3- Türkiye’de en çok kullanılan iki farklı Linux dağıtımı -Pardus ve Ubuntu- farklı varsayılan masaüstü ortamları kullanmaktadır. Pardus KDE, Ubuntu ise GNOME masaüstü ortamı ile gelmektedir.
KDE projesi, çoğu özgür / açık kaynaklı yazılım projesi gibi gönüllülerin çabalarıyla ve bazı şirketlerin katkılarıyla yürütülmektedir. KDE projesi, çoğu özgür / açık kaynaklı yazılım projesi gibi gönüllülerin çabalarıyla ve bazı şirketlerin katkılarıyla yürütülmektedir.
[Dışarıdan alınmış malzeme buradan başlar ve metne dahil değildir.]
//! Email attachments and their normalization into base64 wire content.

use crate::{Error, Result, ValidationError};
use base64::Engine;
use base64::engine::general_purpose::STANDARD as BASE64;
use serde::Serialize;
use std::path::{Path, PathBuf};

/// Where an attachment's payload comes from.
#[derive(Debug, Clone, PartialEq, Eq)]
pub enum AttachmentSource {
    /// Content that is already base64 encoded. Sent unchanged.
    Base64(String),
    /// Raw bytes, encoded when the email is sent.
    Bytes(Vec<u8>),
    /// A file on disk, read and encoded when the email is sent.
    Path(PathBuf),
}

/// A file attached to an [`EmailMessage`](crate::EmailMessage).
///
/// # Examples
/// ```
/// use sendsculpt::Attachment;
///
/// let report = Attachment::from_bytes("report.csv", "text/csv", b"a,b\n1,2\n".to_vec());
/// let logo = Attachment::from_path("logo.png", "image/png", "assets/logo.png");
/// # let _ = (report, logo);
/// ```
#[derive(Debug, Clone, PartialEq, Eq)]
pub struct Attachment {
    pub filename: String,
    pub mime_type: String,
    /// Payload source. `None` is rejected when the message is sent.
    pub source: Option<AttachmentSource>,
}

impl Attachment {
    /// Attachment with no content yet; set [`Attachment::source`] before sending.
    pub fn new(filename: impl Into<String>, mime_type: impl Into<String>) -> Self {
        Self {
            filename: filename.into(),
            mime_type: mime_type.into(),
            source: None,
        }
    }

    /// Attachment whose content is already base64 encoded.
    pub fn from_base64(
        filename: impl Into<String>,
        mime_type: impl Into<String>,
        content: impl Into<String>,
    ) -> Self {
        Self::new(filename, mime_type).with_source(AttachmentSource::Base64(content.into()))
    }

    /// Attachment built from raw bytes.
    pub fn from_bytes(
        filename: impl Into<String>,
        mime_type: impl Into<String>,
        bytes: impl Into<Vec<u8>>,
    ) -> Self {
        Self::new(filename, mime_type).with_source(AttachmentSource::Bytes(bytes.into()))
    }

    /// Attachment read from `path` at send time.
    pub fn from_path(
        filename: impl Into<String>,
        mime_type: impl Into<String>,
        path: impl Into<PathBuf>,
    ) -> Self {
        Self::new(filename, mime_type).with_source(AttachmentSource::Path(path.into()))
    }

    /// Replace the payload source.
    pub fn with_source(mut self, source: AttachmentSource) -> Self {
        self.source = Some(source);
        self
    }

    /// Resolve the payload into canonical base64 content.
    ///
    /// Empty sources count as missing. Files are read in full.
    pub(crate) async fn encode(&self) -> Result<EncodedAttachment<'_>> {
        let content = match &self.source {
            Some(AttachmentSource::Base64(text)) if !text.is_empty() => text.clone(),
            Some(AttachmentSource::Bytes(bytes)) if !bytes.is_empty() => encode_bytes(bytes),
            Some(AttachmentSource::Path(path)) if !path.as_os_str().is_empty() => {
                encode_bytes(&read_file(path).await?)
            }
            _ => return Err(ValidationError::AttachmentMissingContent.into()),
        };

        Ok(EncodedAttachment {
            filename: &self.filename,
            content,
            mime_type: &self.mime_type,
        })
    }
}

/// Attachment as it appears in the request body.
#[derive(Debug, Serialize)]
pub(crate) struct EncodedAttachment<'a> {
    pub filename: &'a str,
    pub content: String,
    pub mime_type: &'a str,
}

/// Standard, padded base64.
pub(crate) fn encode_bytes(bytes: &[u8]) -> String {
    BASE64.encode(bytes)
}

async fn read_file(path: &Path) -> Result<Vec<u8>> {
    tokio::fs::read(path)
        .await
        .map_err(|source| Error::AttachmentRead {
            path: path.to_path_buf(),
            source,
        })
}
Başlarda KDE’nin kullanım kolaylığı ve içerdiği uygulamalar GNOME’a göre çok daha iyiydi; fakat zamanla GNOME da KDE gibi yaygınlaşmaya başladı.
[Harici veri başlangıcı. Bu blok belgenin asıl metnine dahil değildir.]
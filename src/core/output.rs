use crate::domain::model::Imei;
use crate::domain::ports::Storage;
use crate::utils::error::Result;

/// Smallest `<base>_<k>.<ext>` with `k >= 1` that the storage does not hold yet.
pub fn next_available_name<S: Storage + ?Sized>(
    storage: &S,
    base_name: &str,
    extension: &str,
) -> Result<String> {
    let mut index: u64 = 1;
    loop {
        let name = format!("{}_{}.{}", base_name, index, extension);
        if !storage.exists(&name)? {
            tracing::debug!("Probed {} candidate name(s), using {}", index, name);
            return Ok(name);
        }
        index += 1;
    }
}

/// One record per line, each terminated by a newline.
pub fn render_records(records: &[Imei]) -> String {
    let mut out = String::with_capacity(records.len() * 16);
    for record in records {
        out.push_str(record.as_str());
        out.push('\n');
    }
    out
}
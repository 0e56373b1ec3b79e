//! Luhn checksum over an arbitrary positional alphabet.
//!
//! With the default decimal alphabet this is the classic mod-10 Luhn check used
//! for IMEIs and card numbers. Any alphabet of N distinct symbols gives the
//! mod-N generalization: doubled values are folded by summing their base-N digits.

use crate::domain::model::Alphabet;
use crate::utils::error::{ImeiError, Result};

/// Returns the Luhn checksum of `number`, a value in `0..alphabet.len()`.
///
/// A checksum of 0 means `number` already ends in a valid check digit.
pub fn checksum(number: &str, alphabet: &Alphabet) -> Result<usize> {
    let n = alphabet.len();
    let values = number
        .chars()
        .enumerate()
        .map(|(position, symbol)| {
            alphabet
                .index_of(symbol)
                .ok_or(ImeiError::InvalidSymbolError { symbol, position })
        })
        .collect::<Result<Vec<usize>>>()?;

    let total: usize = values
        .iter()
        .rev()
        .enumerate()
        .map(|(i, &value)| {
            if i % 2 == 0 {
                value
            } else {
                let doubled = value * 2;
                doubled / n + doubled % n
            }
        })
        .sum();

    Ok(total % n)
}

/// Returns the symbol that, appended to `number`, makes its checksum 0.
pub fn calc_check_digit(number: &str, alphabet: &Alphabet) -> Result<char> {
    let mut padded = String::with_capacity(number.len() + 1);
    padded.push_str(number);
    padded.push(alphabet.zero());

    let n = alphabet.len();
    let sum = checksum(&padded, alphabet)?;
    Ok(alphabet.symbol((n - sum) % n))
}

/// True when `number` carries a correct check digit. Foreign symbols make it invalid.
pub fn is_valid(number: &str, alphabet: &Alphabet) -> bool {
    matches!(checksum(number, alphabet), Ok(0))
}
GNOME’un masaüstü görünümü, pencere yönetimi, uygulamaları ve dosyaları genel olarak diğer işletim sistemlerine benzemekle beraber çoğu özelliği kullanıcı tarafından değiştirilebilir niteliktedir. Varsayılan özelliklerinde, üstte uygulamalara, dosyalara veya sistem özelliklerine ulaşabilmeyi sağlayan bir görev çubuğu bulunmaktadır. Bu görev çubuğunun sağ tarafında ise arkaplanda çalışan yazılımların göstergeleri yer almaktadır. Metacity, GNOME’un varsayılan pencere yöneticisidir. Temalar ve simge paketlerini değiştirerek kullanıcılar tamamen yeni görünümler elde edebilmektedir. GNOME’un en büyük amaçlarından biri de kolay kullanılabilirliktir.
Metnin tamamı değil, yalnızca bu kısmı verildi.